[Dataset entries]
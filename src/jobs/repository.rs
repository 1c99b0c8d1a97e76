use async_trait::async_trait;
use chrono::{DateTime, Utc};
use std::collections::HashMap;
use std::time::Duration;
use tokio::sync::RwLock;

use super::{Job, JobCompletion, JobId, JobStatus};
use crate::error::{DublineError, ErrorKind, Result};

#[async_trait]
pub trait JobRepository: Send + Sync {
    async fn create(&self, job: &Job) -> Result<()>;

    async fn get(&self, id: JobId) -> Result<Option<Job>>;

    async fn set_status(&self, id: JobId, status: JobStatus) -> Result<()>;

    async fn complete(&self, id: JobId, completion: JobCompletion) -> Result<()>;

    async fn fail(&self, id: JobId, kind: ErrorKind, message: &str) -> Result<()>;
}

const DEFAULT_RETENTION: Duration = Duration::from_secs(24 * 60 * 60);
const DEFAULT_MAX_FINISHED: usize = 1000;

/// Nothing is persisted across restarts. Finished jobs are dropped once they
/// outlive the retention window or exceed the finished-job cap, oldest first.
pub struct InMemoryJobRepository {
    jobs: RwLock<HashMap<JobId, Job>>,
    retention: Duration,
    max_finished: usize,
}

impl Default for InMemoryJobRepository {
    fn default() -> Self {
        Self::with_retention(DEFAULT_RETENTION, DEFAULT_MAX_FINISHED)
    }
}

impl InMemoryJobRepository {
    pub fn new() -> Self {
        Self::default()
    }

    pub fn with_retention(retention: Duration, max_finished: usize) -> Self {
        Self {
            jobs: RwLock::new(HashMap::new()),
            retention,
            max_finished,
        }
    }

    /// Evict finished jobs past retention, then the oldest beyond the cap.
    fn evict_finished(&self, jobs: &mut HashMap<JobId, Job>, now: DateTime<Utc>) {
        let before = jobs.len();
        jobs.retain(|_, job| {
            !job.status.is_terminal()
                || now
                    .signed_duration_since(job.updated_at)
                    .to_std()
                    .map_or(true, |age| age < self.retention)
        });

        let mut finished: Vec<(DateTime<Utc>, JobId)> = jobs
            .values()
            .filter(|job| job.status.is_terminal())
            .map(|job| (job.updated_at, job.id))
            .collect();
        if finished.len() > self.max_finished {
            finished.sort_by_key(|(updated_at, _)| *updated_at);
            let excess = finished.len() - self.max_finished;
            for (_, id) in finished.into_iter().take(excess) {
                jobs.remove(&id);
            }
        }

        let evicted = before - jobs.len();
        if evicted > 0 {
            tracing::debug!(evicted, remaining = jobs.len(), "Evicted finished jobs");
        }
    }

    async fn update<F>(&self, id: JobId, apply: F) -> Result<()>
    where
        F: FnOnce(&mut Job) + Send,
    {
        let mut jobs = self.jobs.write().await;
        let job = jobs
            .get_mut(&id)
            .ok_or_else(|| DublineError::Queue(format!("Job not found: {}", id)))?;
        apply(job);
        job.updated_at = Utc::now();
        Ok(())
    }
}

#[async_trait]
impl JobRepository for InMemoryJobRepository {
    async fn create(&self, job: &Job) -> Result<()> {
        let mut jobs = self.jobs.write().await;
        if jobs.contains_key(&job.id) {
            return Err(DublineError::Queue(format!("Job already exists: {}", job.id)));
        }
        self.evict_finished(&mut jobs, Utc::now());
        jobs.insert(job.id, job.clone());
        Ok(())
    }

    async fn get(&self, id: JobId) -> Result<Option<Job>> {
        Ok(self.jobs.read().await.get(&id).cloned())
    }

    async fn set_status(&self, id: JobId, status: JobStatus) -> Result<()> {
        tracing::debug!(job_id = %id, status = %status, "Job status transition");
        self.update(id, |job| job.status = status).await
    }

    async fn complete(&self, id: JobId, completion: JobCompletion) -> Result<()> {
        self.update(id, |job| {
            job.status = JobStatus::Completed;
            job.warnings = completion.warnings;
            job.artifacts = completion.artifacts;
            job.translated_summary = completion.translated_summary;
        })
        .await
    }

    async fn fail(&self, id: JobId, kind: ErrorKind, message: &str) -> Result<()> {
        let message = message.to_string();
        self.update(id, |job| {
            job.status = JobStatus::Failed;
            job.error_kind = Some(kind);
            job.error_message = Some(message);
        })
        .await
    }
}
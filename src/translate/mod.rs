// Segment translation
//
// - google: Google Translate web endpoint (one request per segment)
// - ollama: local LLM translation through ollama
//
// Every segment is translated with an independent, stateless request.

pub mod google;
pub mod ollama;

use async_trait::async_trait;
use tracing::info;

use crate::config::{TranslateConfig, TranslationBackend};
use crate::error::Result;
use crate::retry::RetryPolicy;
use crate::segment::{Segment, Transcript};

pub use google::GoogleTranslator;
pub use ollama::OllamaTranslator;

/// Translates a single text into the target language
#[cfg_attr(test, mockall::automock)]
#[async_trait]
pub trait SegmentTranslator: Send + Sync {
    async fn translate(&self, text: &str, target_language: &str) -> Result<String>;
}

/// Factory for creating translator instances
pub struct TranslatorFactory;

impl TranslatorFactory {
    pub fn create_translator(config: &TranslateConfig) -> Result<Box<dyn SegmentTranslator>> {
        Ok(match config.backend {
            TranslationBackend::Google => Box::new(GoogleTranslator::new(config)?),
            TranslationBackend::Ollama => Box::new(OllamaTranslator::new(config)?),
        })
    }
}

/// Translate every segment in order, preserving timing.
///
/// The first segment that still fails after retries aborts the whole sequence
/// and segments already translated in this call are dropped.
pub async fn translate_segments(
    translator: &dyn SegmentTranslator,
    transcript: &Transcript,
    target_language: &str,
    retry: &RetryPolicy,
) -> Result<Vec<Segment>> {
    info!(
        "Translating {} segments to {}",
        transcript.len(),
        target_language
    );

    let total = transcript.len();
    let mut translated = Vec::with_capacity(total);
    for (idx, segment) in transcript.segments.iter().enumerate() {
        let text = segment.original_text.trim();
        let translation = if text.is_empty() {
            String::new()
        } else {
            retry
                .run("translation", |_| translator.translate(text, target_language))
                .await
                .map_err(|e| e.at_segment(idx + 1))?
        };

        info!("┌─ Segment {}/{} ────────", idx + 1, total);
        info!("│ Source: {}", text);
        info!("│ Target: {}", translation);
        info!("└─────────────────────────────────────");

        translated.push(segment.clone().with_translation(translation));
    }

    Ok(translated)
}
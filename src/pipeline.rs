use async_trait::async_trait;
use indicatif::ProgressBar;
use serde::Serialize;
use std::fmt;
use std::sync::Arc;
use std::time::Duration;
use tracing::{info, warn};
use uuid::Uuid;

use crate::acquire::{validate_url, MediaAcquirer, YtDlpAcquirer};
use crate::config::{Config, SubtitleConfig};
use crate::error::{DublineError, Result};
use crate::media::{MediaProcessorFactory, MediaProcessorTrait};
use crate::retry::RetryPolicy;
use crate::segment::Segment;
use crate::subtitle::write_ass;
use crate::synthesize::{Synthesizer, VoiceProfile};
use crate::transcribe::{Transcriber, TranscriberFactory};
use crate::translate::{translate_segments, SegmentTranslator, TranslatorFactory};
use crate::workspace::{Artifact, ArtifactKind, RunWorkspace};

/// Stages a run passes through, in order
#[derive(Debug, Clone, Copy, PartialEq, Eq, Serialize)]
#[serde(rename_all = "SCREAMING_SNAKE_CASE")]
pub enum Stage {
    Acquiring,
    ExtractingAudio,
    Transcribing,
    Translating,
    Synthesizing,
    GeneratingSubtitles,
    Muxing,
    Summarizing,
    Done,
}

impl Stage {
    pub fn as_str(&self) -> &'static str {
        match self {
            Stage::Acquiring => "ACQUIRING",
            Stage::ExtractingAudio => "EXTRACTING_AUDIO",
            Stage::Transcribing => "TRANSCRIBING",
            Stage::Translating => "TRANSLATING",
            Stage::Synthesizing => "SYNTHESIZING",
            Stage::GeneratingSubtitles => "GENERATING_SUBTITLES",
            Stage::Muxing => "MUXING",
            Stage::Summarizing => "SUMMARIZING",
            Stage::Done => "DONE",
        }
    }
}

impl fmt::Display for Stage {
    fn fmt(&self, f: &mut fmt::Formatter<'_>) -> fmt::Result {
        f.write_str(self.as_str())
    }
}

/// Observer notified as a run moves between stages
#[async_trait]
pub trait StageListener: Send + Sync {
    async fn on_stage(&self, stage: Stage);

    /// Progress bar for per-segment work, if the caller wants one
    fn segment_progress(&self, _total: usize) -> Option<ProgressBar> {
        None
    }
}

pub struct NoopListener;

#[async_trait]
impl StageListener for NoopListener {
    async fn on_stage(&self, _stage: Stage) {}
}

#[derive(Debug, Clone, PartialEq, Eq)]
pub struct DubRequest {
    pub url: String,
    pub language: String,
    pub voice: String,
}

#[derive(Debug, Clone)]
pub struct DubOutcome {
    pub run_id: Uuid,
    pub language: String,
    pub segments: Vec<Segment>,
    /// Artifacts that exist on disk at the end of the run
    pub artifacts: Vec<Artifact>,
    /// Non-fatal failures (mux, burn-in)
    pub warnings: Vec<String>,
    pub track_duration: Duration,
}

impl DubOutcome {
    pub fn artifact(&self, kind: ArtifactKind) -> Option<&Artifact> {
        self.artifacts.iter().find(|a| a.kind == kind)
    }

    /// Artifacts sent to the requester: every produced video plus the subtitles
    pub fn deliverables(&self) -> Vec<Artifact> {
        [
            ArtifactKind::FinalVideo,
            ArtifactKind::SubtitledVideo,
            ArtifactKind::Subtitles,
        ]
        .into_iter()
        .filter_map(|kind| self.artifact(kind).cloned())
        .collect()
    }
}

/// Sequences acquisition, extraction, transcription, translation, synthesis,
/// subtitle generation and muxing for one request.
pub struct Pipeline {
    acquirer: Arc<dyn MediaAcquirer>,
    media: Arc<dyn MediaProcessorTrait>,
    transcriber: Arc<dyn Transcriber>,
    translator: Arc<dyn SegmentTranslator>,
    synthesizer: Synthesizer,
    subtitle: SubtitleConfig,
    retry: RetryPolicy,
    burn_subtitles: bool,
    speaker_style: String,
}

impl Pipeline {
    pub fn new(
        acquirer: Arc<dyn MediaAcquirer>,
        media: Arc<dyn MediaProcessorTrait>,
        transcriber: Arc<dyn Transcriber>,
        translator: Arc<dyn SegmentTranslator>,
        synthesizer: Synthesizer,
    ) -> Self {
        Self {
            acquirer,
            media,
            transcriber,
            translator,
            synthesizer,
            subtitle: SubtitleConfig::default(),
            retry: RetryPolicy::none(),
            burn_subtitles: false,
            speaker_style: String::new(),
        }
    }

    pub fn from_config(config: &Config) -> Result<Self> {
        let translator: Arc<dyn SegmentTranslator> =
            Arc::from(TranslatorFactory::create_translator(&config.translate)?);
        let pipeline = Self::new(
            Arc::new(YtDlpAcquirer::new(config.acquire.clone())),
            Arc::from(MediaProcessorFactory::create_processor(config.media.clone())),
            Arc::from(TranscriberFactory::create_default(config.transcriber.clone())),
            translator,
            Synthesizer::from_config(&config.synthesis)?,
        )
        .with_retry(RetryPolicy::new(&config.retry))
        .with_subtitle_config(config.subtitle.clone())
        .with_burn_subtitles(config.media.burn_subtitles)
        .with_speaker_style(&config.synthesis.speaker_style);
        Ok(pipeline)
    }

    pub fn with_retry(mut self, retry: RetryPolicy) -> Self {
        self.retry = retry;
        self
    }

    pub fn with_subtitle_config(mut self, subtitle: SubtitleConfig) -> Self {
        self.subtitle = subtitle;
        self
    }

    pub fn with_burn_subtitles(mut self, burn: bool) -> Self {
        self.burn_subtitles = burn;
        self
    }

    pub fn with_speaker_style(mut self, style: &str) -> Self {
        self.speaker_style = style.to_string();
        self
    }

    /// Check external tools; returns their version lines.
    pub async fn check_dependencies(&self) -> Result<Vec<String>> {
        let ffmpeg = self.media.check_availability().await?;
        let ytdlp = self.acquirer.check_availability().await?;
        let tts = self.synthesizer.backend().check_availability().await?;
        Ok(vec![ffmpeg, ytdlp, tts])
    }

    /// Reject malformed requests before any work starts.
    pub fn resolve_voice(&self, request: &DubRequest) -> Result<VoiceProfile> {
        validate_url(&request.url)?;
        VoiceProfile::resolve(&request.language, &request.voice, &self.speaker_style)
    }

    pub async fn run(
        &self,
        request: &DubRequest,
        workspace: &RunWorkspace,
        listener: &dyn StageListener,
    ) -> Result<DubOutcome> {
        let voice = self.resolve_voice(request)?;
        info!(
            "Starting dub run {} for {} (language: {}, voice: {})",
            workspace.run_id(),
            request.url,
            voice.language,
            voice.description
        );

        // Step 1: Download the source video
        listener.on_stage(Stage::Acquiring).await;
        let video = workspace.artifact(ArtifactKind::SourceVideo);
        self.retry
            .run("acquisition", |_| self.acquirer.acquire(request.url.trim(), &video.path))
            .await?;

        // Step 2: Extract audio into scratch storage
        listener.on_stage(Stage::ExtractingAudio).await;
        let scratch = workspace.scratch()?;
        let audio_path = scratch.path().join(ArtifactKind::ExtractedAudio.file_name());
        self.media.extract_audio(&video.path, &audio_path).await?;

        // Step 3: Transcribe
        listener.on_stage(Stage::Transcribing).await;
        let transcript = self.transcriber.transcribe(&audio_path).await?;
        drop(scratch);
        if transcript.is_empty() {
            return Err(DublineError::Transcription("no speech detected in source audio".to_string()));
        }
        info!(
            "Transcribed {} segments ({:.2}s of speech)",
            transcript.len(),
            transcript.speech_end()
        );

        // Step 4: Translate segment by segment
        listener.on_stage(Stage::Translating).await;
        let segments =
            translate_segments(self.translator.as_ref(), &transcript, &voice.language, &self.retry).await?;

        // Step 5: Synthesize the dubbed track
        listener.on_stage(Stage::Synthesizing).await;
        let progress = listener.segment_progress(segments.len());
        let track = self
            .synthesizer
            .synthesize(&segments, &voice, progress.as_ref())
            .await;
        if let Some(bar) = &progress {
            bar.finish_and_clear();
        }
        let track = track?;
        let dubbed = workspace.artifact(ArtifactKind::DubbedAudio);
        track.write_wav(&dubbed.path).await?;

        // Step 6: Subtitles
        listener.on_stage(Stage::GeneratingSubtitles).await;
        let subtitles = workspace.artifact(ArtifactKind::Subtitles);
        write_ass(&segments, &self.subtitle, &subtitles.path).await?;

        // Step 7: Mux; failures here are reported but do not fail the run
        listener.on_stage(Stage::Muxing).await;
        let mut warnings = Vec::new();
        let final_video = workspace.artifact(ArtifactKind::FinalVideo);
        if let Err(e) = self
            .media
            .replace_audio(&video.path, &dubbed.path, &final_video.path)
            .await
        {
            warn!("Muxing failed, continuing without final video: {}", e);
            warnings.push(e.to_string());
        } else if self.burn_subtitles {
            let subtitled = workspace.artifact(ArtifactKind::SubtitledVideo);
            if let Err(e) = self
                .media
                .burn_subtitles(&final_video.path, &subtitles.path, &subtitled.path)
                .await
            {
                warn!("Subtitle burn-in failed: {}", e);
                warnings.push(e.to_string());
            }
        }

        listener.on_stage(Stage::Done).await;

        let artifacts = [
            ArtifactKind::FinalVideo,
            ArtifactKind::SubtitledVideo,
            ArtifactKind::Subtitles,
            ArtifactKind::DubbedAudio,
        ]
        .into_iter()
        .map(|kind| workspace.artifact(kind))
        .filter(Artifact::exists)
        .collect();

        info!("Dub run {} finished with {} warnings", workspace.run_id(), warnings.len());

        Ok(DubOutcome {
            run_id: workspace.run_id(),
            language: voice.language,
            segments,
            artifacts,
            warnings,
            track_duration: track.duration(),
        })
    }
}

#### What you will do
Where a line in the entries holds "oldest", copy that line.

#### Problem solution
/// outlive the retention window or exceed the finished-job cap, oldest first.
    /// Evict finished jobs past retention, then the oldest beyond the cap.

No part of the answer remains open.